(Beginning of Entries shown)

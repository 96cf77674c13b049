// ============================================================================
// Numeric Errors
// Error types for fixed-point arithmetic and array operations
// ============================================================================

use std::fmt;

/// Errors that can occur during fixed-point arithmetic and array operations.
#[derive(Debug, Clone, PartialEq, Eq, Hash)]
pub enum NumericError {
    /// Operand precisions disagree (binary operations require equal fbits)
    InvalidPrecision {
        /// Fractional bits of the left operand
        expected: u8,
        /// Fractional bits of the offending operand
        got: u8,
    },
    /// Requested fractional-bit count outside 0..=31
    InvalidFbits(u8),
    /// Attempted division by zero
    DivisionByZero,
    /// Result left the representable i32 raw range
    Overflow,
    /// Incompatible operand shapes
    ShapeMismatch {
        /// Shape of the left operand
        lhs: Vec<usize>,
        /// Shape of the right operand
        rhs: Vec<usize>,
    },
    /// Index past the end of axis 0
    IndexOutOfRange {
        /// The requested index
        index: usize,
        /// Length of the indexed axis
        len: usize,
    },
    /// Operand rank outside the ranks the operation is defined for
    UnsupportedRank(usize),
    /// Input string or value is invalid
    InvalidInput,
}

impl NumericError {
    /// Build a `ShapeMismatch` from two dimension slices.
    #[inline]
    pub fn shape_mismatch(lhs: &[usize], rhs: &[usize]) -> Self {
        NumericError::ShapeMismatch {
            lhs: lhs.to_vec(),
            rhs: rhs.to_vec(),
        }
    }
}

impl fmt::Display for NumericError {
    fn fmt(&self, f: &mut fmt::Formatter<'_>) -> fmt::Result {
        match self {
            NumericError::InvalidPrecision { expected, got } => write!(
                f,
                "precision mismatch: expected {} fractional bits, got {}",
                expected, got
            ),
            NumericError::InvalidFbits(fbits) => write!(
                f,
                "invalid precision: {} fractional bits exceeds the 31-bit raw width",
                fbits
            ),
            NumericError::DivisionByZero => write!(f, "division by zero"),
            NumericError::Overflow => {
                write!(f, "arithmetic overflow: result exceeded the 32-bit raw range")
            },
            NumericError::ShapeMismatch { lhs, rhs } => {
                write!(f, "shape mismatch: {:?} is not compatible with {:?}", lhs, rhs)
            },
            NumericError::IndexOutOfRange { index, len } => {
                write!(f, "index {} out of range for axis of length {}", index, len)
            },
            NumericError::UnsupportedRank(rank) => {
                write!(f, "unsupported operand rank: {}", rank)
            },
            NumericError::InvalidInput => write!(f, "invalid input: empty or unparseable value"),
        }
    }
}

impl std::error::Error for NumericError {}

/// Result type alias for numeric operations
pub type NumericResult<T> = Result<T, NumericError>;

(End of Entries shown)

_Task brief_
This exercise needs each record retyped exactly as shown.

_Exercise solution_
repository 96cf77674c13b049
// ============================================================================
// Numeric Errors
// Error types for fixed-point arithmetic and array operations
// ============================================================================

use std::fmt;

/// Errors that can occur during fixed-point arithmetic and array operations.
#[derive(Debug, Clone, PartialEq, Eq, Hash)]
pub enum NumericError {
    /// Operand precisions disagree (binary operations require equal fbits)
    InvalidPrecision {
        /// Fractional bits of the left operand
        expected: u8,
        /// Fractional bits of the offending operand
        got: u8,
    },
    /// Requested fractional-bit count outside 0..=31
    InvalidFbits(u8),
    /// Attempted division by zero
    DivisionByZero,
    /// Result left the representable i32 raw range
    Overflow,
    /// Incompatible operand shapes
    ShapeMismatch {
        /// Shape of the left operand
        lhs: Vec<usize>,
        /// Shape of the right operand
        rhs: Vec<usize>,
    },
    /// Index past the end of axis 0
    IndexOutOfRange {
        /// The requested index
        index: usize,
        /// Length of the indexed axis
        len: usize,
    },
    /// Operand rank outside the ranks the operation is defined for
    UnsupportedRank(usize),
    /// Input string or value is invalid
    InvalidInput,
}

impl NumericError {
    /// Build a `ShapeMismatch` from two dimension slices.
    #[inline]
    pub fn shape_mismatch(lhs: &[usize], rhs: &[usize]) -> Self {
        NumericError::ShapeMismatch {
            lhs: lhs.to_vec(),
            rhs: rhs.to_vec(),
        }
    }
}

impl fmt::Display for NumericError {
    fn fmt(&self, f: &mut fmt::Formatter<'_>) -> fmt::Result {
        match self {
            NumericError::InvalidPrecision { expected, got } => write!(
                f,
                "precision mismatch: expected {} fractional bits, got {}",
                expected, got
            ),
            NumericError::InvalidFbits(fbits) => write!(
                f,
                "invalid precision: {} fractional bits exceeds the 31-bit raw width",
                fbits
            ),
            NumericError::DivisionByZero => write!(f, "division by zero"),
            NumericError::Overflow => {
                write!(f, "arithmetic overflow: result exceeded the 32-bit raw range")
            },
            NumericError::ShapeMismatch { lhs, rhs } => {
                write!(f, "shape mismatch: {:?} is not compatible with {:?}", lhs, rhs)
            },
            NumericError::IndexOutOfRange { index, len } => {
                write!(f, "index {} out of range for axis of length {}", index, len)
            },
            NumericError::UnsupportedRank(rank) => {
                write!(f, "unsupported operand rank: {}", rank)
            },
            NumericError::InvalidInput => write!(f, "invalid input: empty or unparseable value"),
        }
    }
}

impl std::error::Error for NumericError {}

/// Result type alias for numeric operations
pub type NumericResult<T> = Result<T, NumericError>;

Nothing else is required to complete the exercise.